AIM OF THE TASK – Verbatim, and with nothing else, reproduce the data below from its first line through the line containing "Border cells are written".

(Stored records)
//! Board module - the grid, collision, line clears, sequencing and hold
//!
//! The board is a 12x24 grid that carries its own border: wall columns at
//! `x = 0` and `x = 11`, and a floor row at `y = 23`. Border cells are written
//! once at construction and never touched again, so collision needs no special
//! casing for walls.
//! Uses a flat array for better cache locality and zero-allocation.
//! Coordinates: (x, y) where x grows to the right and y grows downward.

use arrayvec::ArrayVec;
use tracing::{debug, info};

use crate::hold::{HoldOutcome, HoldSlot};
use crate::pieces::Piece;
use crate::rng::{PieceQueue, Randomizer, SimpleRng};
use crate::types::{
    Cell, PieceKind, Rotation, BOARD_HEIGHT, BOARD_WIDTH, PREVIEW_SIZE, SPAWN_X, SPAWN_Y,
};

const WIDTH: usize = BOARD_WIDTH as usize;
const HEIGHT: usize = BOARD_HEIGHT as usize;

/// Total number of cells on the board
const BOARD_SIZE: usize = WIDTH * HEIGHT;

/// Row-major copy of the whole grid, borders included
pub type Grid = [[Cell; WIDTH]; HEIGHT];

/// Interior columns checked for a blocked spawn.
const SPAWN_REGION_X: std::ops::RangeInclusive<i8> = (SPAWN_X - 1)..=(SPAWN_X + 1);
/// Interior rows checked for a blocked spawn.
const SPAWN_REGION_Y: std::ops::RangeInclusive<i8> = SPAWN_Y..=(SPAWN_Y + 1);

/// Border-only grid: side walls plus floor.
fn bordered_cells() -> [Cell; BOARD_SIZE] {
    let mut cells = [Cell::Empty; BOARD_SIZE];
    for y in 0..HEIGHT {
        cells[y * WIDTH] = Cell::Wall;
        cells[y * WIDTH + WIDTH - 1] = Cell::Wall;
    }
    for cell in &mut cells[(HEIGHT - 1) * WIDTH..] {
        *cell = Cell::Wall;
    }
    cells
}

/// The game board: grid, upcoming-piece queue and hold slot
#[derive(Debug, Clone)]
pub struct Board<R: Randomizer = SimpleRng> {
    /// Flat array of cells, row-major order (y * WIDTH + x)
    cells: [Cell; BOARD_SIZE],
    queue: PieceQueue<R>,
    hold: HoldSlot,
}

impl<R: Randomizer> Board<R> {
    /// Create an empty bordered board with the full preview window
    pub fn new(rng: R) -> Self {
        Self::with_preview_size(rng, PREVIEW_SIZE)
    }

    /// Create an empty bordered board exposing `preview_size` upcoming kinds
    pub fn with_preview_size(rng: R, preview_size: usize) -> Self {
        Self {
            cells: bordered_cells(),
            queue: PieceQueue::new(rng, preview_size),
            hold: HoldSlot::new(),
        }
    }

    /// Calculate flat index from (x, y) coordinates
    #[inline(always)]
    fn index(x: i8, y: i8) -> Option<usize> {
        if x < 0 || x >= BOARD_WIDTH as i8 || y < 0 || y >= BOARD_HEIGHT as i8 {
            return None;
        }
        Some((y as usize) * WIDTH + (x as usize))
    }

    pub fn width(&self) -> u8 {
        BOARD_WIDTH
    }

    pub fn height(&self) -> u8 {
        BOARD_HEIGHT
    }

    /// Get cell at position (x, y), `None` if out of bounds
    pub fn cell(&self, x: i8, y: i8) -> Option<Cell> {
        Self::index(x, y).map(|idx| self.cells[idx])
    }

    /// Copy of the whole grid, borders included.
    pub fn cells(&self) -> Grid {
        let mut grid = [[Cell::Empty; WIDTH]; HEIGHT];
        for (row, chunk) in grid.iter_mut().zip(self.cells.chunks_exact(WIDTH)) {
            row.copy_from_slice(chunk);
        }
        grid
    }

    /// True for cells pieces may occupy, i.e. not border and not out of bounds
    pub fn is_in_playable_area(&self, x: i8, y: i8) -> bool {
        x >= 1 && x < BOARD_WIDTH as i8 - 1 && y >= 0 && y < BOARD_HEIGHT as i8 - 1
    }

    /// Overwrite an interior cell. Border and out-of-bounds writes, and
    /// attempts to write a wall, are refused.
    pub fn set_cell(&mut self, x: i8, y: i8, cell: Cell) -> bool {
        if cell == Cell::Wall || !self.is_in_playable_area(x, y) {
            return false;
        }
        match Self::index(x, y) {
            Some(idx) => {
                self.cells[idx] = cell;
                true
            }
            None => false,
        }
    }

    /// Would `piece` collide if it were at `(x, y)` in `rotation`?
    ///
    /// A cell collides when it is out of bounds or the grid cell under it is
    /// not empty (wall or occupied). Never mutates the board.
    pub fn has_collision(&self, piece: &Piece, x: i8, y: i8, rotation: Rotation) -> bool {
        piece
            .cells_at(x, y, rotation)
            .iter()
            .any(|&(cx, cy)| !matches!(self.cell(cx, cy), Some(Cell::Empty)))
    }

    /// Collision at the piece's own pose
    pub fn collides(&self, piece: &Piece) -> bool {
        self.has_collision(piece, piece.x, piece.y, piece.rotation)
    }

    /// Lock a piece into the grid and re-arm hold.
    ///
    /// The caller checks for collision first. Only interior cells are written,
    /// so a bad caller can never damage the border.
    pub fn place(&mut self, piece: &Piece) {
        for (x, y) in piece.cells() {
            if self.is_in_playable_area(x, y) {
                if let Some(idx) = Self::index(x, y) {
                    self.cells[idx] = Cell::Occupied(piece.kind);
                }
            }
        }
        self.hold.rearm();
        debug!(kind = %piece.kind, x = piece.x, y = piece.y, "piece placed");
    }

    /// Every interior column of row `y` is occupied
    fn is_row_full(&self, y: usize) -> bool {
        let start = y * WIDTH;
        self.cells[start + 1..start + WIDTH - 1]
            .iter()
            .all(|cell| matches!(cell, Cell::Occupied(_)))
    }

    /// Remove row `y`, shifting everything above it down by one.
    fn collapse_row(&mut self, y: usize) {
        // Rows above the floor share an identical wall layout, so whole rows
        // can be moved without disturbing the border.
        for row in (1..=y).rev() {
            let src = (row - 1) * WIDTH;
            self.cells.copy_within(src..src + WIDTH, row * WIDTH);
        }
        for cell in &mut self.cells[1..WIDTH - 1] {
            *cell = Cell::Empty;
        }
    }

    /// Clear every full row and return how many went.
    ///
    /// Rows are scanned bottom to top above the floor. After a collapse the
    /// same index is examined again because a new row has shifted into it.
    pub fn clear_lines(&mut self) -> usize {
        let mut cleared = 0;
        let mut y = HEIGHT - 1;
        while y > 0 {
            let row = y - 1;
            if self.is_row_full(row) {
                self.collapse_row(row);
                cleared += 1;
            } else {
                y -= 1;
            }
        }
        if cleared > 0 {
            info!(lines = cleared, "lines cleared");
        }
        cleared
    }

    /// Resting row of `piece` if dropped straight down from its current pose
    pub fn ghost_y(&self, piece: &Piece) -> i8 {
        let mut y = piece.y;
        while y < BOARD_HEIGHT as i8 && !self.has_collision(piece, piece.x, y + 1, piece.rotation) {
            y += 1;
        }
        y
    }

    /// Pop the next kind from the queue
    pub fn next_piece(&mut self) -> PieceKind {
        self.queue.draw()
    }

    /// Read-only view of the next `min(n, preview_size, len)` kinds
    pub fn peek_pieces(&self, n: usize) -> ArrayVec<PieceKind, PREVIEW_SIZE> {
        self.queue.peek(n)
    }

    pub fn preview(&self) -> ArrayVec<PieceKind, PREVIEW_SIZE> {
        self.queue.preview()
    }

    pub fn preview_size(&self) -> usize {
        self.queue.preview_size()
    }

    /// Put `current` on hold. See [`HoldOutcome`] for the three results.
    pub fn hold_swap(&mut self, current: PieceKind) -> HoldOutcome {
        let outcome = self.hold.swap(current);
        debug!(kind = %current, ?outcome, "hold");
        outcome
    }

    pub fn held_piece(&self) -> Option<PieceKind> {
        self.hold.held()
    }

    pub fn can_hold(&self) -> bool {
        self.hold.can_hold()
    }

    /// Any occupied interior cell in the spawn region
    pub fn is_spawn_blocked(&self) -> bool {
        SPAWN_REGION_Y
            .flat_map(|y| SPAWN_REGION_X.map(move |x| (x, y)))
            .any(|(x, y)| matches!(self.cell(x, y), Some(Cell::Occupied(_))))
    }

    /// Back to an empty bordered grid with a fresh queue and an empty hold slot
    pub fn reset(&mut self) {
        self.cells = bordered_cells();
        self.queue.reset();
        self.hold.clear();
        debug!("board reset");
    }
}

impl Default for Board<SimpleRng> {
    fn default() -> Self {
        Self::new(SimpleRng::default())
    }
}

#[cfg(test)]
mod tests {
    use super::*;
    use crate::types::{PLAYABLE_HEIGHT, PLAYABLE_WIDTH};

    fn fill_row(board: &mut Board, y: i8, kind: PieceKind) {
        for x in 1..=PLAYABLE_WIDTH as i8 {
            assert!(board.set_cell(x, y, Cell::Occupied(kind)));
        }
    }

    #[test]
    fn test_board_index_calculation() {
        assert_eq!(Board::<SimpleRng>::index(0, 0), Some(0));
        assert_eq!(Board::<SimpleRng>::index(11, 0), Some(11));
        assert_eq!(Board::<SimpleRng>::index(0, 1), Some(12));
        assert_eq!(Board::<SimpleRng>::index(11, 23), Some(287));
        assert_eq!(Board::<SimpleRng>::index(-1, 0), None);
        assert_eq!(Board::<SimpleRng>::index(12, 0), None);
        assert_eq!(Board::<SimpleRng>::index(0, 24), None);
    }

    #[test]
    fn new_board_has_border_and_empty_interior() {
        let board = Board::default();
        for y in 0..BOARD_HEIGHT as i8 {
            for x in 0..BOARD_WIDTH as i8 {
                let expected = if board.is_in_playable_area(x, y) {
                    Cell::Empty
                } else {
                    Cell::Wall
                };
                assert_eq!(board.cell(x, y), Some(expected), "({x}, {y})");
            }
        }
        assert_eq!(board.cell(-1, 0), None);
        assert_eq!(board.cell(0, BOARD_HEIGHT as i8), None);
    }

    #[test]
    fn set_cell_refuses_border_and_walls() {
        let mut board = Board::default();
        assert!(!board.set_cell(0, 5, Cell::Occupied(PieceKind::I)));
        assert!(!board.set_cell(5, 23, Cell::Empty));
        assert!(!board.set_cell(5, 5, Cell::Wall));
        assert!(board.set_cell(5, 5, Cell::Occupied(PieceKind::I)));
        assert_eq!(board.cell(0, 5), Some(Cell::Wall));
    }

    #[test]
    fn walls_and_floor_collide() {
        let board = Board::default();
        let piece = Piece::new(PieceKind::I, 1, 5);
        assert!(!board.collides(&piece));
        // I row occupies x..x+3 at y+1
        assert!(board.has_collision(&piece, 0, 5, Rotation::North));
        assert!(board.has_collision(&piece, 8, 5, Rotation::North));
        assert!(board.has_collision(&piece, 1, 22, Rotation::North));
        assert!(!board.has_collision(&piece, 1, 21, Rotation::North));
    }

    #[test]
    fn out_of_bounds_collides() {
        let board = Board::default();
        let piece = Piece::new(PieceKind::O, 5, -1);
        assert!(board.collides(&piece));
    }

    #[test]
    fn place_writes_kind_and_rearms_hold() {
        let mut board = Board::default();
        assert_eq!(board.hold_swap(PieceKind::T), HoldOutcome::Stored);
        assert!(!board.can_hold());

        let piece = Piece::new(PieceKind::O, 4, 20);
        board.place(&piece);
        for (x, y) in piece.cells() {
            assert_eq!(board.cell(x, y), Some(Cell::Occupied(PieceKind::O)));
        }
        assert!(board.can_hold());
        assert!(board.collides(&piece));
    }

    #[test]
    fn place_never_touches_border() {
        let mut board = Board::default();
        board.place(&Piece::new(PieceKind::I, -1, 5));
        assert_eq!(board.cell(0, 6), Some(Cell::Wall));
        assert_eq!(board.cell(1, 6), Some(Cell::Occupied(PieceKind::I)));
    }

    #[test]
    fn clear_single_bottom_row() {
        let mut board = Board::default();
        let bottom = PLAYABLE_HEIGHT as i8 - 1;
        fill_row(&mut board, bottom, PieceKind::I);
        board.set_cell(3, bottom - 1, Cell::Occupied(PieceKind::T));

        assert_eq!(board.clear_lines(), 1);
        assert_eq!(board.cell(3, bottom), Some(Cell::Occupied(PieceKind::T)));
        assert_eq!(board.cell(4, bottom), Some(Cell::Empty));
        assert_eq!(board.cell(3, bottom - 1), Some(Cell::Empty));
        assert_eq!(board.cell(0, bottom), Some(Cell::Wall));
    }

    #[test]
    fn adjacent_full_rows_are_rechecked() {
        let mut board = Board::default();
        let bottom = PLAYABLE_HEIGHT as i8 - 1;
        for y in bottom - 3..=bottom {
            fill_row(&mut board, y, PieceKind::L);
        }
        assert_eq!(board.clear_lines(), 4);
        for y in 0..PLAYABLE_HEIGHT as i8 {
            for x in 1..=PLAYABLE_WIDTH as i8 {
                assert_eq!(board.cell(x, y), Some(Cell::Empty));
            }
        }
    }

    #[test]
    fn partial_row_is_not_cleared() {
        let mut board = Board::default();
        fill_row(&mut board, 10, PieceKind::S);
        board.set_cell(6, 10, Cell::Empty);
        assert_eq!(board.clear_lines(), 0);
    }

    #[test]
    fn full_top_row_clears() {
        let mut board = Board::default();
        fill_row(&mut board, 0, PieceKind::Z);
        assert_eq!(board.clear_lines(), 1);
        assert_eq!(board.cell(5, 0), Some(Cell::Empty));
    }

    #[test]
    fn ghost_rests_on_stack() {
        let mut board = Board::default();
        let piece = Piece::spawn(PieceKind::O);
        // O occupies y..y+1; floor at 23 means it rests with origin at 21
        assert_eq!(board.ghost_y(&piece), 21);

        board.set_cell(SPAWN_X, 15, Cell::Occupied(PieceKind::J));
        assert_eq!(board.ghost_y(&piece), 13);
        assert_eq!(piece.y, SPAWN_Y);
    }

    #[test]
    fn peek_is_idempotent_and_matches_next_piece() {
        let mut board = Board::new(SimpleRng::new(2024));
        let first = board.peek_pieces(3);
        assert_eq!(first, board.peek_pieces(3));
        for kind in first {
            assert_eq!(board.next_piece(), kind);
        }
    }

    #[test]
    fn spawn_region_detection() {
        let mut board = Board::default();
        assert!(!board.is_spawn_blocked());
        board.set_cell(SPAWN_X + 2, SPAWN_Y, Cell::Occupied(PieceKind::I));
        assert!(!board.is_spawn_blocked());
        board.set_cell(SPAWN_X - 1, SPAWN_Y + 1, Cell::Occupied(PieceKind::I));
        assert!(board.is_spawn_blocked());
    }

    #[test]
    fn reset_clears_grid_and_hold() {
        let mut board = Board::default();
        fill_row(&mut board, 20, PieceKind::T);
        board.hold_swap(PieceKind::I);
        board.reset();
        assert_eq!(board.cells(), Board::default().cells());
        assert_eq!(board.held_piece(), None);
        assert!(board.can_hold());
    }

    #[test]
    fn cells_copy_is_detached() {
        let mut board = Board::default();
        let before = board.cells();
        board.set_cell(2, 2, Cell::Occupied(PieceKind::O));
        assert_eq!(before[2][2], Cell::Empty);
        assert_eq!(board.cells()[2][2], Cell::Occupied(PieceKind::O));
    }

    #[test]
    fn extreme_poses_collide_without_overflow() {
        let board = Board::default();
        let piece = Piece::spawn(PieceKind::I);
        for (x, y) in [(126, 0), (i8::MAX, i8::MAX), (i8::MIN, i8::MIN), (4, 125)] {
            for rotation in Rotation::ALL {
                assert!(board.has_collision(&piece, x, y, rotation), "({x}, {y})");
            }
        }
    }
}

EXERCISE OUTPUT –
//! Board module - the grid, collision, line clears, sequencing and hold
//!
//! The board is a 12x24 grid that carries its own border: wall columns at
//! `x = 0` and `x = 11`, and a floor row at `y = 23`. Border cells are written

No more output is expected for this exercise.